■ **EXERCISE BRIEF**
Repeat every entry in full. Match each line exactly.

++++++++++++++++++++

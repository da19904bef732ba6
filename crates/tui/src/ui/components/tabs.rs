use ratatui::{
    Frame,
    layout::Rect,
    style::{Modifier, Style},
    text::{Line, Span},
    widgets::Paragraph,
};

use crate::{app::Section, ui::theme::Theme};

pub fn render_tabs(frame: &mut Frame<'_>, area: Rect, active: Section, theme: &Theme) {
    let sections = [Section::Expenses, Section::Budgets];

    let mut spans = vec![Span::raw(" ")];
    for (i, section) in sections.iter().enumerate() {
        if i > 0 {
            spans.push(Span::raw("  "));
        }

        let label = section.label();
        if *section == active {
            spans.push(Span::styled("[", Style::default().fg(theme.accent)));
            spans.push(Span::styled(
                label,
                Style::default()
                    .fg(theme.accent)
                    .add_modifier(Modifier::BOLD),
            ));
            spans.push(Span::styled("]", Style::default().fg(theme.accent)));
        } else {
            spans.push(Span::styled(label, Style::default().fg(theme.text_muted)));
        }
    }

    frame.render_widget(Paragraph::new(Line::from(spans)), area);
}
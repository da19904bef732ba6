use ratatui::{
    Frame,
    layout::{Constraint, Direction, Layout, Rect},
    style::{Modifier, Style},
    text::{Line, Span},
    widgets::{List, ListItem, ListState, Paragraph},
};

use engine::{DATE_KEY_FORMAT, Expense};

use crate::{
    app::{AppState, ChartKind, ExpenseField, FilterField, ListMode},
    ui::{
        components::{card::Card, charts, money::styled_amount_bold},
        screens::form::{FormRow, render_confirm, render_form},
        theme::Theme,
    },
};

pub fn render(frame: &mut Frame<'_>, area: Rect, state: &AppState) {
    let theme = Theme::default();
    let layout = Layout::default()
        .direction(Direction::Vertical)
        .constraints([
            Constraint::Length(4),  // Filter bar
            Constraint::Min(6),     // List
            Constraint::Length(12), // Chart
        ])
        .split(area);

    render_filter_bar(frame, layout[0], state, &theme);
    render_list(frame, layout[1], state, &theme);
    render_chart(frame, layout[2], state, &theme);

    match state.expenses.mode {
        ListMode::Form => render_expense_form(frame, area, state, &theme),
        ListMode::ConfirmDelete => {
            let title = state
                .expenses
                .selected_expense()
                .and_then(|e| e.title.as_deref())
                .unwrap_or("this expense");
            render_confirm(frame, area, &format!("Delete {title}?"), &theme);
        }
        ListMode::List | ListMode::Filter => {}
    }
}

fn render_filter_bar(frame: &mut Frame<'_>, area: Rect, state: &AppState, theme: &Theme) {
    let expenses = &state.expenses;
    let editing = expenses.mode == ListMode::Filter;

    let mut fields = Vec::new();
    for field in FilterField::ALL {
        let focused = editing && expenses.filter_focus == field;
        let value = expenses.filter_field(field);
        let shown = match (value.is_empty(), focused) {
            (true, false) => "any".to_string(),
            (_, true) => format!("{value}│"),
            (false, false) => value.to_string(),
        };
        let style = if focused {
            Style::default().fg(theme.accent)
        } else if value.is_empty() {
            Style::default().fg(theme.dim)
        } else {
            Style::default().fg(theme.text)
        };
        fields.push(Span::styled(
            format!("{}: ", field.label()),
            Style::default().fg(theme.text_muted),
        ));
        fields.push(Span::styled(shown, style));
        fields.push(Span::raw("   "));
    }

    let mut summary = vec![
        Span::styled(
            format!("{} of {} expenses", expenses.rows.len(), expenses.records.len()),
            Style::default().fg(theme.text_muted),
        ),
        Span::raw("   total "),
        styled_amount_bold(expenses.total, state.currency, theme),
    ];
    if let Some(err) = &expenses.filter_error {
        summary.push(Span::raw("   "));
        summary.push(Span::styled(err.as_str(), Style::default().fg(theme.error)));
    } else if let Some(err) = &expenses.error {
        summary.push(Span::raw("   "));
        summary.push(Span::styled(err.as_str(), Style::default().fg(theme.error)));
    }

    let card = Card::new("Filter", theme).focused(editing);
    card.render_with(
        frame,
        area,
        Paragraph::new(vec![Line::from(fields), Line::from(summary)]),
    );
}

fn expense_line(expense: &Expense, state: &AppState) -> String {
    let date = expense
        .date
        .map(|d| d.format(DATE_KEY_FORMAT).to_string())
        .unwrap_or_else(|| "----------".to_string());
    let category = expense.category.as_deref().unwrap_or("-");
    let amount = expense
        .amount
        .map(|a| a.format(state.currency))
        .unwrap_or_else(|| "?".to_string());
    let title = expense.title.as_deref().unwrap_or("");
    let description = expense
        .description
        .as_deref()
        .map(|d| format!("  {d}"))
        .unwrap_or_default();
    format!("{date}  {category:<16} {amount:>12}  {title}{description}")
}

fn render_list(frame: &mut Frame<'_>, area: Rect, state: &AppState, theme: &Theme) {
    let expenses = &state.expenses;
    let card = Card::new("Expenses", theme).focused(expenses.mode == ListMode::List);

    if expenses.rows.is_empty() {
        let message = if expenses.records.is_empty() {
            "No expenses yet. Press a to add one."
        } else {
            "No expense matches the filter. Press c to clear it."
        };
        card.render_with(
            frame,
            area,
            Paragraph::new(Span::styled(message, Style::default().fg(theme.dim))),
        );
        return;
    }

    let items: Vec<ListItem> = expenses
        .rows
        .iter()
        .map(|expense| ListItem::new(Line::from(expense_line(expense, state))))
        .collect();

    let mut list_state = ListState::default();
    list_state.select(Some(expenses.selected));

    let list = List::new(items)
        .block(card.block())
        .highlight_style(
            Style::default()
                .fg(theme.accent)
                .add_modifier(Modifier::BOLD),
        )
        .highlight_symbol("» ");

    frame.render_stateful_widget(list, area, &mut list_state);
}

fn render_chart(frame: &mut Frame<'_>, area: Rect, state: &AppState, theme: &Theme) {
    let expenses = &state.expenses;
    let card = Card::new(expenses.chart.label(), theme);
    let inner = card.inner(area);
    card.render_frame(frame, area);

    match expenses.chart {
        ChartKind::Share => {
            charts::render_share(frame, inner, &expenses.buckets, state.currency, theme)
        }
        ChartKind::Bars => charts::render_bars(frame, inner, &expenses.buckets, theme),
        ChartKind::Trend => {
            charts::render_trend(frame, inner, &expenses.buckets, state.currency, theme)
        }
    }
}

fn render_expense_form(frame: &mut Frame<'_>, area: Rect, state: &AppState, theme: &Theme) {
    let form = &state.expenses.form;
    let focus = form.focus();
    let rows: Vec<FormRow> = ExpenseField::ALL
        .into_iter()
        .map(|field| FormRow {
            label: field.label(),
            value: form.field(field),
            focused: field == focus,
        })
        .collect();
    let title = if form.editing.is_some() {
        "edit expense"
    } else {
        "new expense"
    };
    render_form(frame, area, title, &rows, form.error.as_deref(), theme);
}

#[cfg(test)]
mod tests {
    use super::*;
    use engine::{Currency, Money};

    #[test]
    fn list_line_marks_missing_fields() {
        let state = AppState::new(String::new(), Currency::Usd, String::new());
        let expense = Expense {
            title: Some("Mystery".to_string()),
            ..Expense::default()
        };
        let line = expense_line(&expense, &state);
        assert!(line.starts_with("----------  -"));
        assert!(line.contains("?  Mystery"));

        let expense = Expense {
            title: Some("Rent".to_string()),
            amount: Some(Money::new(120_000)),
            category: Some("Bills".to_string()),
            date: chrono::NaiveDate::from_ymd_opt(2024, 2, 1),
            description: Some("February".to_string()),
            ..Expense::default()
        };
        let line = expense_line(&expense, &state);
        assert!(line.starts_with("2024-02-01  Bills"));
        assert!(line.ends_with("$1,200.00  Rent  February"));
    }
}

++++++++++++++++++++

■ **EXERCISE ANSWER**
repository da19904bef732ba6
filename crates/tui/src/ui/components/tabs.rs
use ratatui::{
    Frame,
    layout::Rect,
    style::{Modifier, Style},
    text::{Line, Span},
    widgets::Paragraph,
};

use crate::{app::Section, ui::theme::Theme};

pub fn render_tabs(frame: &mut Frame<'_>, area: Rect, active: Section, theme: &Theme) {
    let sections = [Section::Expenses, Section::Budgets];

    let mut spans = vec![Span::raw(" ")];
    for (i, section) in sections.iter().enumerate() {
        if i > 0 {
            spans.push(Span::raw("  "));
        }

        let label = section.label();
        if *section == active {
            spans.push(Span::styled("[", Style::default().fg(theme.accent)));
            spans.push(Span::styled(
                label,
                Style::default()
                    .fg(theme.accent)
                    .add_modifier(Modifier::BOLD),
            ));
            spans.push(Span::styled("]", Style::default().fg(theme.accent)));
        } else {
            spans.push(Span::styled(label, Style::default().fg(theme.text_muted)));
        }
    }

    frame.render_widget(Paragraph::new(Line::from(spans)), area);
}
repository da19904bef732ba6
use ratatui::{
    Frame,
    layout::{Constraint, Direction, Layout, Rect},
    style::{Modifier, Style},
    text::{Line, Span},
    widgets::{List, ListItem, ListState, Paragraph},
};

use engine::{DATE_KEY_FORMAT, Expense};

use crate::{
    app::{AppState, ChartKind, ExpenseField, FilterField, ListMode},
    ui::{
        components::{card::Card, charts, money::styled_amount_bold},
        screens::form::{FormRow, render_confirm, render_form},
        theme::Theme,
    },
};

pub fn render(frame: &mut Frame<'_>, area: Rect, state: &AppState) {
    let theme = Theme::default();
    let layout = Layout::default()
        .direction(Direction::Vertical)
        .constraints([
            Constraint::Length(4),  // Filter bar
            Constraint::Min(6),     // List
            Constraint::Length(12), // Chart
        ])
        .split(area);

    render_filter_bar(frame, layout[0], state, &theme);
    render_list(frame, layout[1], state, &theme);
    render_chart(frame, layout[2], state, &theme);

    match state.expenses.mode {
        ListMode::Form => render_expense_form(frame, area, state, &theme),
        ListMode::ConfirmDelete => {
            let title = state
                .expenses
                .selected_expense()
                .and_then(|e| e.title.as_deref())
                .unwrap_or("this expense");
            render_confirm(frame, area, &format!("Delete {title}?"), &theme);
        }
        ListMode::List | ListMode::Filter => {}
    }
}

fn render_filter_bar(frame: &mut Frame<'_>, area: Rect, state: &AppState, theme: &Theme) {
    let expenses = &state.expenses;
    let editing = expenses.mode == ListMode::Filter;

    let mut fields = Vec::new();
    for field in FilterField::ALL {
        let focused = editing && expenses.filter_focus == field;
        let value = expenses.filter_field(field);
        let shown = match (value.is_empty(), focused) {
            (true, false) => "any".to_string(),
            (_, true) => format!("{value}│"),
            (false, false) => value.to_string(),
        };
        let style = if focused {
            Style::default().fg(theme.accent)
        } else if value.is_empty() {
            Style::default().fg(theme.dim)
        } else {
            Style::default().fg(theme.text)
        };
        fields.push(Span::styled(
            format!("{}: ", field.label()),
            Style::default().fg(theme.text_muted),
        ));
        fields.push(Span::styled(shown, style));
        fields.push(Span::raw("   "));
    }

    let mut summary = vec![
        Span::styled(
            format!("{} of {} expenses", expenses.rows.len(), expenses.records.len()),
            Style::default().fg(theme.text_muted),
        ),
        Span::raw("   total "),
        styled_amount_bold(expenses.total, state.currency, theme),
    ];
    if let Some(err) = &expenses.filter_error {
        summary.push(Span::raw("   "));
        summary.push(Span::styled(err.as_str(), Style::default().fg(theme.error)));
    } else if let Some(err) = &expenses.error {
        summary.push(Span::raw("   "));
        summary.push(Span::styled(err.as_str(), Style::default().fg(theme.error)));
    }

    let card = Card::new("Filter", theme).focused(editing);
    card.render_with(
        frame,
        area,
        Paragraph::new(vec![Line::from(fields), Line::from(summary)]),
    );
}

fn expense_line(expense: &Expense, state: &AppState) -> String {
    let date = expense
        .date
        .map(|d| d.format(DATE_KEY_FORMAT).to_string())
        .unwrap_or_else(|| "----------".to_string());
    let category = expense.category.as_deref().unwrap_or("-");
    let amount = expense
        .amount
        .map(|a| a.format(state.currency))
        .unwrap_or_else(|| "?".to_string());
    let title = expense.title.as_deref().unwrap_or("");
    let description = expense
        .description
        .as_deref()
        .map(|d| format!("  {d}"))
        .unwrap_or_default();
    format!("{date}  {category:<16} {amount:>12}  {title}{description}")
}

fn render_list(frame: &mut Frame<'_>, area: Rect, state: &AppState, theme: &Theme) {
    let expenses = &state.expenses;
    let card = Card::new("Expenses", theme).focused(expenses.mode == ListMode::List);

    if expenses.rows.is_empty() {
        let message = if expenses.records.is_empty() {
            "No expenses yet. Press a to add one."
        } else {
            "No expense matches the filter. Press c to clear it."
        };
        card.render_with(
            frame,
            area,
            Paragraph::new(Span::styled(message, Style::default().fg(theme.dim))),
        );
        return;
    }

    let items: Vec<ListItem> = expenses
        .rows
        .iter()
        .map(|expense| ListItem::new(Line::from(expense_line(expense, state))))
        .collect();

    let mut list_state = ListState::default();
    list_state.select(Some(expenses.selected));

    let list = List::new(items)
        .block(card.block())
        .highlight_style(
            Style::default()
                .fg(theme.accent)
                .add_modifier(Modifier::BOLD),
        )
        .highlight_symbol("» ");

    frame.render_stateful_widget(list, area, &mut list_state);
}

fn render_chart(frame: &mut Frame<'_>, area: Rect, state: &AppState, theme: &Theme) {
    let expenses = &state.expenses;
    let card = Card::new(expenses.chart.label(), theme);
    let inner = card.inner(area);
    card.render_frame(frame, area);

    match expenses.chart {
        ChartKind::Share => {
            charts::render_share(frame, inner, &expenses.buckets, state.currency, theme)
        }
        ChartKind::Bars => charts::render_bars(frame, inner, &expenses.buckets, theme),
        ChartKind::Trend => {
            charts::render_trend(frame, inner, &expenses.buckets, state.currency, theme)
        }
    }
}

fn render_expense_form(frame: &mut Frame<'_>, area: Rect, state: &AppState, theme: &Theme) {
    let form = &state.expenses.form;
    let focus = form.focus();
    let rows: Vec<FormRow> = ExpenseField::ALL
        .into_iter()
        .map(|field| FormRow {
            label: field.label(),
            value: form.field(field),
            focused: field == focus,
        })
        .collect();
    let title = if form.editing.is_some() {
        "edit expense"
    } else {
        "new expense"
    };
    render_form(frame, area, title, &rows, form.error.as_deref(), theme);
}

#[cfg(test)]
mod tests {
    use super::*;
    use engine::{Currency, Money};

    #[test]
    fn list_line_marks_missing_fields() {
        let state = AppState::new(String::new(), Currency::Usd, String::new());
        let expense = Expense {
            title: Some("Mystery".to_string()),
            ..Expense::default()
        };
        let line = expense_line(&expense, &state);
        assert!(line.starts_with("----------  -"));
        assert!(line.contains("?  Mystery"));

        let expense = Expense {
            title: Some("Rent".to_string()),
            amount: Some(Money::new(120_000)),
            category: Some("Bills".to_string()),
            date: chrono::NaiveDate::from_ymd_opt(2024, 2, 1),
            description: Some("February".to_string()),
            ..Expense::default()
        };
        let line = expense_line(&expense, &state);
        assert!(line.starts_with("2024-02-01  Bills"));
        assert!(line.ends_with("$1,200.00  Rent  February"));
    }
}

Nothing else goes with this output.